__DIRECTIONS__
Look through the records below, and whenever a line contains "TypeId", copy it.

(Dataset entries)
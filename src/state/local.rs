//! Type-keyed state bag.

use std::any::{type_name, Any, TypeId};
use std::collections::HashMap;

#[derive(Debug, Clone, PartialEq, Eq, Hash)]
struct StateKey {
    type_id: TypeId,
    name: Option<String>,
}

impl StateKey {
    fn of<T: 'static>(name: Option<&str>) -> Self {
        Self {
            type_id: TypeId::of::<T>(),
            name: name.map(str::to_string),
        }
    }
}

struct Entry {
    type_name: &'static str,
    value: Box<dyn Any + Send>,
}

/// Values stored by type, with an optional string key per type.
#[derive(Default)]
pub struct LocalState {
    entries: HashMap<StateKey, Entry>,
}

impl LocalState {
    pub fn new() -> Self {
        Self::default()
    }

    pub fn get<T: Any + Send>(&self) -> Option<&T> {
        self.lookup(StateKey::of::<T>(None))
    }

    pub fn get_keyed<T: Any + Send>(&self, key: &str) -> Option<&T> {
        self.lookup(StateKey::of::<T>(Some(key)))
    }

    /// Store `value`, returning the previous value of the same type.
    pub fn put<T: Any + Send>(&mut self, value: T) -> Option<T> {
        self.store(StateKey::of::<T>(None), value)
    }

    pub fn put_keyed<T: Any + Send>(&mut self, key: &str, value: T) -> Option<T> {
        self.store(StateKey::of::<T>(Some(key)), value)
    }

    pub fn remove<T: Any + Send>(&mut self) -> Option<T> {
        self.take(StateKey::of::<T>(None))
    }

    pub fn remove_keyed<T: Any + Send>(&mut self, key: &str) -> Option<T> {
        self.take(StateKey::of::<T>(Some(key)))
    }

    /// The stored value of type `T`, inserting `init()` first if absent.
    pub fn get_or_insert_with<T: Any + Send>(&mut self, init: impl FnOnce() -> T) -> &mut T {
        let entry = self
            .entries
            .entry(StateKey::of::<T>(None))
            .or_insert_with(|| Entry {
                type_name: type_name::<T>(),
                value: Box::new(init()),
            });
        // The key's TypeId guarantees the stored type.
        match entry.value.downcast_mut::<T>() {
            Some(value) => value,
            None => unreachable!("state entry stored under the wrong type"),
        }
    }

    pub fn len(&self) -> usize {
        self.entries.len()
    }

    pub fn is_empty(&self) -> bool {
        self.entries.is_empty()
    }

    /// Type names of the stored values, for diagnostics.
    pub fn type_names(&self) -> Vec<&'static str> {
        let mut names: Vec<_> = self.entries.values().map(|e| e.type_name).collect();
        names.sort_unstable();
        names
    }

    pub fn clear(&mut self) {
        self.entries.clear();
    }

    fn lookup<T: Any + Send>(&self, key: StateKey) -> Option<&T> {
        self.entries.get(&key)?.value.downcast_ref::<T>()
    }

    fn store<T: Any + Send>(&mut self, key: StateKey, value: T) -> Option<T> {
        let previous = self.entries.insert(
            key,
            Entry {
                type_name: type_name::<T>(),
                value: Box::new(value),
            },
        )?;
        previous.value.downcast::<T>().ok().map(|boxed| *boxed)
    }

    fn take<T: Any + Send>(&mut self, key: StateKey) -> Option<T> {
        let entry = self.entries.remove(&key)?;
        entry.value.downcast::<T>().ok().map(|boxed| *boxed)
    }
}

#[cfg(test)]
mod tests {
    use super::*;

    #[derive(Debug, PartialEq)]
    struct Tenant(&'static str);

    #[test]
    fn test_put_get_remove() {
        let mut state = LocalState::new();
        assert!(state.put(Tenant("acme")).is_none());
        assert_eq!(state.get::<Tenant>(), Some(&Tenant("acme")));

        let previous = state.put(Tenant("globex"));
        assert_eq!(previous, Some(Tenant("acme")));

        assert_eq!(state.remove::<Tenant>(), Some(Tenant("globex")));
        assert!(state.is_empty());
    }

    #[test]
    fn test_keyed_entries_are_separate() {
        let mut state = LocalState::new();
        state.put(1u8);
        state.put_keyed("retries", 3u8);

        assert_eq!(state.get::<u8>(), Some(&1));
        assert_eq!(state.get_keyed::<u8>("retries"), Some(&3));
        assert_eq!(state.get_keyed::<u8>("other"), None);
        assert_eq!(state.remove_keyed::<u8>("retries"), Some(3));
        assert_eq!(state.len(), 1);
    }

    #[test]
    fn test_get_or_insert_with_initializes_once() {
        let mut state = LocalState::new();
        *state.get_or_insert_with(|| 0usize) += 1;
        *state.get_or_insert_with(|| 100usize) += 1;

        assert_eq!(state.get::<usize>(), Some(&2));
        assert_eq!(state.type_names(), vec!["usize"]);
    }
}
//! Isolation levels, transaction modes and the options handed to the
//! ambient transaction provider.
//!
//! A [`TransactionMode`] is what application code asks for when it opens a
//! scope. The manager turns it into a [`TransactionScopeOption`] plus
//! [`TransactionOptions`] (isolation and timeout) when a fresh ambient
//! transaction has to be started.

use std::fmt;
use std::time::Duration;

use serde::{Deserialize, Serialize};

/// Transaction isolation level requested from the ambient transaction.
#[derive(Debug, Clone, Copy, PartialEq, Eq, Hash, Default, Serialize, Deserialize)]
#[serde(rename_all = "snake_case")]
pub enum IsolationLevel {
    /// Volatile data can be read but not modified.
    Serializable,
    /// Volatile data can be read but not modified, new data may be added.
    RepeatableRead,
    /// Volatile data cannot be read, but can be modified.
    #[default]
    ReadCommitted,
    /// Volatile data can be read and modified.
    ReadUncommitted,
    /// Reads see a snapshot taken when the transaction started.
    Snapshot,
    /// Pending changes from more highly isolated transactions cannot be
    /// overwritten.
    Chaos,
    /// Left to the underlying provider.
    Unspecified,
}

impl IsolationLevel {
    /// Check if this isolation level uses snapshot reads.
    pub fn uses_snapshot(&self) -> bool {
        matches!(self, IsolationLevel::Snapshot)
    }

    /// Check if reads may observe uncommitted writes of other transactions.
    pub fn allows_dirty_reads(&self) -> bool {
        matches!(self, IsolationLevel::ReadUncommitted | IsolationLevel::Chaos)
    }
}

impl fmt::Display for IsolationLevel {
    fn fmt(&self, f: &mut fmt::Formatter<'_>) -> fmt::Result {
        let s = match self {
            IsolationLevel::Serializable => "SERIALIZABLE",
            IsolationLevel::RepeatableRead => "REPEATABLE READ",
            IsolationLevel::ReadCommitted => "READ COMMITTED",
            IsolationLevel::ReadUncommitted => "READ UNCOMMITTED",
            IsolationLevel::Snapshot => "SNAPSHOT",
            IsolationLevel::Chaos => "CHAOS",
            IsolationLevel::Unspecified => "UNSPECIFIED",
        };
        f.write_str(s)
    }
}

/// Parse isolation level from string (SQL syntax).
impl std::str::FromStr for IsolationLevel {
    type Err = String;

    fn from_str(s: &str) -> Result<Self, Self::Err> {
        let normalized: String = s
            .trim()
            .to_uppercase()
            .chars()
            .filter(|c| !matches!(c, ' ' | '_' | '-'))
            .collect();

        match normalized.as_str() {
            "SERIALIZABLE" => Ok(IsolationLevel::Serializable),
            "REPEATABLEREAD" => Ok(IsolationLevel::RepeatableRead),
            "READCOMMITTED" => Ok(IsolationLevel::ReadCommitted),
            "READUNCOMMITTED" => Ok(IsolationLevel::ReadUncommitted),
            "SNAPSHOT" => Ok(IsolationLevel::Snapshot),
            "CHAOS" => Ok(IsolationLevel::Chaos),
            "UNSPECIFIED" => Ok(IsolationLevel::Unspecified),
            _ => Err(format!("unknown isolation level: {}", s)),
        }
    }
}

/// How a newly opened scope relates to the current transaction.
#[derive(Debug, Clone, Copy, PartialEq, Eq, Hash, Default, Serialize, Deserialize)]
#[serde(rename_all = "snake_case")]
pub enum TransactionMode {
    /// Join the current transaction, or start one if there is none.
    #[default]
    Default,
    /// Always start a new transaction.
    New,
    /// Start a new transaction that does not take part in any ambient
    /// transaction.
    Suppressed,
}

impl TransactionMode {
    /// Whether a scope opened with this mode always gets a fresh transaction.
    pub fn requires_new_transaction(&self) -> bool {
        matches!(self, TransactionMode::New | TransactionMode::Suppressed)
    }

    /// The ambient scope option used when this mode starts a transaction.
    pub fn scope_option(&self) -> TransactionScopeOption {
        match self {
            TransactionMode::Default => TransactionScopeOption::Required,
            TransactionMode::New => TransactionScopeOption::RequiresNew,
            TransactionMode::Suppressed => TransactionScopeOption::Suppress,
        }
    }
}

impl fmt::Display for TransactionMode {
    fn fmt(&self, f: &mut fmt::Formatter<'_>) -> fmt::Result {
        match self {
            TransactionMode::Default => write!(f, "default"),
            TransactionMode::New => write!(f, "new"),
            TransactionMode::Suppressed => write!(f, "suppressed"),
        }
    }
}

/// Option passed to the ambient transaction provider.
#[derive(Debug, Clone, Copy, PartialEq, Eq, Hash)]
pub enum TransactionScopeOption {
    /// Use the ambient transaction if present, create one otherwise.
    Required,
    /// Always create a new ambient transaction.
    RequiresNew,
    /// Run without an ambient transaction.
    Suppress,
}

impl TransactionScopeOption {
    /// Whether work under this option is transactional at all.
    pub fn is_transactional(&self) -> bool {
        !matches!(self, TransactionScopeOption::Suppress)
    }
}

/// Isolation and timeout for a new ambient transaction.
#[derive(Debug, Clone, Copy, PartialEq, Eq, Default)]
pub struct TransactionOptions {
    pub isolation: IsolationLevel,
    /// `None` leaves the timeout to the provider.
    pub timeout: Option<Duration>,
}

impl TransactionOptions {
    pub fn new(isolation: IsolationLevel) -> Self {
        Self {
            isolation,
            timeout: None,
        }
    }

    pub fn with_timeout(mut self, timeout: Duration) -> Self {
        self.timeout = Some(timeout);
        self
    }
}

#[cfg(test)]
mod tests {
    use super::*;

    #[test]
    fn test_default_isolation() {
        assert_eq!(IsolationLevel::default(), IsolationLevel::ReadCommitted);
    }

    #[test]
    fn test_uses_snapshot() {
        assert!(!IsolationLevel::ReadCommitted.uses_snapshot());
        assert!(IsolationLevel::Snapshot.uses_snapshot());
    }

    #[test]
    fn test_parse_isolation() {
        assert_eq!(
            "READ COMMITTED".parse::<IsolationLevel>().unwrap(),
            IsolationLevel::ReadCommitted
        );
        assert_eq!(
            "repeatable_read".parse::<IsolationLevel>().unwrap(),
            IsolationLevel::RepeatableRead
        );
        assert_eq!(
            "ReadUncommitted".parse::<IsolationLevel>().unwrap(),
            IsolationLevel::ReadUncommitted
        );
        assert!("eventually".parse::<IsolationLevel>().is_err());
    }

    #[test]
    fn test_display_roundtrips_through_parse() {
        let level = IsolationLevel::Serializable;
        assert_eq!(level.to_string().parse::<IsolationLevel>().unwrap(), level);
    }

    #[test]
    fn test_mode_mapping() {
        assert_eq!(
            TransactionMode::Default.scope_option(),
            TransactionScopeOption::Required
        );
        assert_eq!(
            TransactionMode::New.scope_option(),
            TransactionScopeOption::RequiresNew
        );
        assert_eq!(
            TransactionMode::Suppressed.scope_option(),
            TransactionScopeOption::Suppress
        );
        assert!(!TransactionMode::Default.requires_new_transaction());
        assert!(TransactionMode::New.requires_new_transaction());
        assert!(TransactionMode::Suppressed.requires_new_transaction());
        assert!(!TransactionScopeOption::Suppress.is_transactional());
    }

    #[test]
    fn test_isolation_deserializes_snake_case() {
        let level: IsolationLevel = serde_json::from_str("\"read_uncommitted\"").unwrap();
        assert_eq!(level, IsolationLevel::ReadUncommitted);
    }
}
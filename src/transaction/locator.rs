//! Resolves the transaction manager of an execution context.
//!
//! Each [`ExecutionContext`] gets its own [`TransactionManager`], created on
//! first use and stored in the context's state. Contexts never share a
//! manager, which is what keeps scopes opened on different threads or
//! requests out of each other's transactions.

use crate::config::UnitOfWorkConfig;
use crate::session::UnitOfWork;
use crate::state::ExecutionContext;
use crate::transaction::error::TransactionResult;
use crate::transaction::isolation::TransactionMode;
use crate::transaction::manager::TransactionManager;
use crate::transaction::scope::Scope;

/// Hands out one [`TransactionManager`] per execution context.
pub struct TransactionManagerLocator<U: UnitOfWork> {
    config: UnitOfWorkConfig<U>,
}

impl<U: UnitOfWork> TransactionManagerLocator<U> {
    pub fn new(config: UnitOfWorkConfig<U>) -> Self {
        Self { config }
    }

    pub fn config(&self) -> &UnitOfWorkConfig<U> {
        &self.config
    }

    /// The manager of `ctx`, created on first use.
    pub fn current(&self, ctx: &ExecutionContext) -> TransactionManager<U> {
        ctx.with_state(|state| {
            state
                .get_or_insert_with(|| {
                    let manager = TransactionManager::new(self.config.clone());
                    tracing::debug!(
                        context = %ctx.id(),
                        kind = %ctx.kind(),
                        manager = %manager.id(),
                        "transaction manager created"
                    );
                    manager
                })
                .clone()
        })
    }

    /// Whether `ctx` already has a manager.
    pub fn contains(&self, ctx: &ExecutionContext) -> bool {
        ctx.with_state(|state| state.get::<TransactionManager<U>>().is_some())
    }

    /// Open a scope with the manager of `ctx`.
    pub fn begin_scope(
        &self,
        ctx: &ExecutionContext,
        mode: TransactionMode,
    ) -> TransactionResult<Scope> {
        self.current(ctx).begin_scope(mode)
    }

    /// End `ctx`: remove its manager and roll back whatever it still holds.
    pub fn end(&self, ctx: &ExecutionContext) -> TransactionResult<()> {
        let manager = ctx.with_state(|state| state.remove::<TransactionManager<U>>());
        match manager {
            Some(manager) => {
                tracing::debug!(context = %ctx.id(), manager = %manager.id(), "context ended");
                manager.dispose()
            }
            None => Ok(()),
        }
    }
}

impl<U: UnitOfWork> std::fmt::Debug for TransactionManagerLocator<U> {
    fn fmt(&self, f: &mut std::fmt::Formatter<'_>) -> std::fmt::Result {
        f.debug_struct("TransactionManagerLocator")
            .field("config", &self.config)
            .finish()
    }
}

#[cfg(test)]
mod tests {
    use std::sync::Arc;

    use serde_json::json;

    use super::*;
    use crate::config::UnitOfWorkSettings;
    use crate::session::{MemoryStore, MemoryUnitOfWork};
    use crate::transaction::ambient::{AmbientOutcome, LocalTransactionProvider};

    fn locator(store: &MemoryStore, provider: &LocalTransactionProvider) -> TransactionManagerLocator<MemoryUnitOfWork> {
        let store = store.clone();
        TransactionManagerLocator::new(
            UnitOfWorkConfig::new(UnitOfWorkSettings::default())
                .with_session_fn(move || Ok(store.session()))
                .with_provider(provider.clone()),
        )
    }

    #[test]
    fn test_one_manager_per_context() {
        let store = MemoryStore::new();
        let provider = LocalTransactionProvider::new();
        let locator = locator(&store, &provider);
        let ctx = ExecutionContext::request();

        assert!(!locator.contains(&ctx));
        let first = locator.current(&ctx);
        let second = locator.current(&ctx.clone());
        assert_eq!(first.id(), second.id());
        assert!(locator.contains(&ctx));

        let other = locator.current(&ExecutionContext::request());
        assert_ne!(first.id(), other.id());
    }

    #[test]
    fn test_contexts_do_not_share_transactions() {
        let store = MemoryStore::new();
        let provider = LocalTransactionProvider::new();
        let locator = locator(&store, &provider);
        let a = ExecutionContext::thread();
        let b = ExecutionContext::thread();

        let _scope_a = locator.begin_scope(&a, TransactionMode::Default).unwrap();
        let _scope_b = locator.begin_scope(&b, TransactionMode::Default).unwrap();

        let session_a = locator.current(&a).current_unit_of_work().unwrap();
        let session_b = locator.current(&b).current_unit_of_work().unwrap();
        assert!(!Arc::ptr_eq(&session_a, &session_b));
    }

    #[test]
    fn test_end_rolls_back_open_work() {
        let store = MemoryStore::new();
        let provider = LocalTransactionProvider::new();
        let locator = locator(&store, &provider);
        let ctx = ExecutionContext::session();

        let scope = locator.begin_scope(&ctx, TransactionMode::Default).unwrap();
        locator
            .current(&ctx)
            .current_unit_of_work()
            .unwrap()
            .insert("carts", "c1", json!({"items": 2}))
            .unwrap();

        locator.end(&ctx).unwrap();
        assert!(!locator.contains(&ctx));
        assert!(scope.completion().is_some());
        assert!(!store.contains("carts", "c1"));
        assert_eq!(provider.count(AmbientOutcome::RolledBack), 1);

        // Ending twice is harmless.
        locator.end(&ctx).unwrap();
    }
}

__RESULT OF THIS TASK__
use std::any::{type_name, Any, TypeId};
    type_id: TypeId,
            type_id: TypeId::of::<T>(),
        // The key's TypeId guarantees the stored type.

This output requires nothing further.